(Beginning of SOURCE RECORDS)
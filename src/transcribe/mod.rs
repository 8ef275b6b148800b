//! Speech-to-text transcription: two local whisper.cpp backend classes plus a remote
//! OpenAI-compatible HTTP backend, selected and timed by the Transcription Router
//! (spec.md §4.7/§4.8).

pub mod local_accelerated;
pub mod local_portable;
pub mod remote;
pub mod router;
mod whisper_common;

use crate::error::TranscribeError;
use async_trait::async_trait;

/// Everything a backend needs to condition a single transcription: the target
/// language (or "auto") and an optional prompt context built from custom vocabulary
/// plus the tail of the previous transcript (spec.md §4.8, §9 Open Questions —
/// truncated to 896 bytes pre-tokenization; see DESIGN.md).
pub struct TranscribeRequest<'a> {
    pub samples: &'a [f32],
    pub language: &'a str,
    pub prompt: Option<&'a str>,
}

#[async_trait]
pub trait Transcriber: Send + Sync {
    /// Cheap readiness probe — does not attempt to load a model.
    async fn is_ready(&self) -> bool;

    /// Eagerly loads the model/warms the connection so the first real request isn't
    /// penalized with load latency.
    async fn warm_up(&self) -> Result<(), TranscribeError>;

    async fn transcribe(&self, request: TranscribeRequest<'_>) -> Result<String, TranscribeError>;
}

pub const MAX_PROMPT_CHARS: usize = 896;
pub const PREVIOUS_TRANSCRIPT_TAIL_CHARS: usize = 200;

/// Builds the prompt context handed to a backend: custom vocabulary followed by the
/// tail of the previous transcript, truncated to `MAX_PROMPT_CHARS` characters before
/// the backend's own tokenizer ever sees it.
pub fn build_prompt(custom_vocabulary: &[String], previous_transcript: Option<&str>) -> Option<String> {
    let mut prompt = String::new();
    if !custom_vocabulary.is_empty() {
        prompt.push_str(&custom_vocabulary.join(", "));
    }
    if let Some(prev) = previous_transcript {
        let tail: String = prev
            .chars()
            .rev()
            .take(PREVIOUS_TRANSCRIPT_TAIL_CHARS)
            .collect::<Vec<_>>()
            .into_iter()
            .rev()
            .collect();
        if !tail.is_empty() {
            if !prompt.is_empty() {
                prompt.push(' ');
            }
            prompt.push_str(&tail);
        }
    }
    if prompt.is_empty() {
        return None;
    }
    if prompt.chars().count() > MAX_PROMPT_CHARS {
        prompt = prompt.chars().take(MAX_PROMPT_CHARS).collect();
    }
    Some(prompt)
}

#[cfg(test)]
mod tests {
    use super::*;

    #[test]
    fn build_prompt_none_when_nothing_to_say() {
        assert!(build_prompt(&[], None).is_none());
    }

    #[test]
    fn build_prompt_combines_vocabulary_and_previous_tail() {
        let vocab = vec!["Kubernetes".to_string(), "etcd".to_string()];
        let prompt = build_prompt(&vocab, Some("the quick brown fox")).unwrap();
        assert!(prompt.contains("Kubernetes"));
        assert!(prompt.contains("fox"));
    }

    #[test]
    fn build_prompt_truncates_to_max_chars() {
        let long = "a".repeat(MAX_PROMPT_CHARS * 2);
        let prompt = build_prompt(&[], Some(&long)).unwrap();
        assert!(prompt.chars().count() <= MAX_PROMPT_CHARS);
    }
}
(End of SOURCE RECORDS)
• _AIM OF THE EXERCISE_
Restate the records word for word, leaving nothing out.

• _TASK ANSWER_
filename src/transcribe/mod.rs
repository 8ef275b6b148800b
//! Speech-to-text transcription: two local whisper.cpp backend classes plus a remote
//! OpenAI-compatible HTTP backend, selected and timed by the Transcription Router
//! (spec.md §4.7/§4.8).

pub mod local_accelerated;
pub mod local_portable;
pub mod remote;
pub mod router;
mod whisper_common;

use crate::error::TranscribeError;
use async_trait::async_trait;

/// Everything a backend needs to condition a single transcription: the target
/// language (or "auto") and an optional prompt context built from custom vocabulary
/// plus the tail of the previous transcript (spec.md §4.8, §9 Open Questions —
/// truncated to 896 bytes pre-tokenization; see DESIGN.md).
pub struct TranscribeRequest<'a> {
    pub samples: &'a [f32],
    pub language: &'a str,
    pub prompt: Option<&'a str>,
}

#[async_trait]
pub trait Transcriber: Send + Sync {
    /// Cheap readiness probe — does not attempt to load a model.
    async fn is_ready(&self) -> bool;

    /// Eagerly loads the model/warms the connection so the first real request isn't
    /// penalized with load latency.
    async fn warm_up(&self) -> Result<(), TranscribeError>;

    async fn transcribe(&self, request: TranscribeRequest<'_>) -> Result<String, TranscribeError>;
}

pub const MAX_PROMPT_CHARS: usize = 896;
pub const PREVIOUS_TRANSCRIPT_TAIL_CHARS: usize = 200;

/// Builds the prompt context handed to a backend: custom vocabulary followed by the
/// tail of the previous transcript, truncated to `MAX_PROMPT_CHARS` characters before
/// the backend's own tokenizer ever sees it.
pub fn build_prompt(custom_vocabulary: &[String], previous_transcript: Option<&str>) -> Option<String> {
    let mut prompt = String::new();
    if !custom_vocabulary.is_empty() {
        prompt.push_str(&custom_vocabulary.join(", "));
    }
    if let Some(prev) = previous_transcript {
        let tail: String = prev
            .chars()
            .rev()
            .take(PREVIOUS_TRANSCRIPT_TAIL_CHARS)
            .collect::<Vec<_>>()
            .into_iter()
            .rev()
            .collect();
        if !tail.is_empty() {
            if !prompt.is_empty() {
                prompt.push(' ');
            }
            prompt.push_str(&tail);
        }
    }
    if prompt.is_empty() {
        return None;
    }
    if prompt.chars().count() > MAX_PROMPT_CHARS {
        prompt = prompt.chars().take(MAX_PROMPT_CHARS).collect();
    }
    Some(prompt)
}

#[cfg(test)]
mod tests {
    use super::*;

    #[test]
    fn build_prompt_none_when_nothing_to_say() {
        assert!(build_prompt(&[], None).is_none());
    }

    #[test]
    fn build_prompt_combines_vocabulary_and_previous_tail() {
        let vocab = vec!["Kubernetes".to_string(), "etcd".to_string()];
        let prompt = build_prompt(&vocab, Some("the quick brown fox")).unwrap();
        assert!(prompt.contains("Kubernetes"));
        assert!(prompt.contains("fox"));
    }

    #[test]
    fn build_prompt_truncates_to_max_chars() {
        let long = "a".repeat(MAX_PROMPT_CHARS * 2);
        let prompt = build_prompt(&[], Some(&long)).unwrap();
        assert!(prompt.chars().count() <= MAX_PROMPT_CHARS);
    }
}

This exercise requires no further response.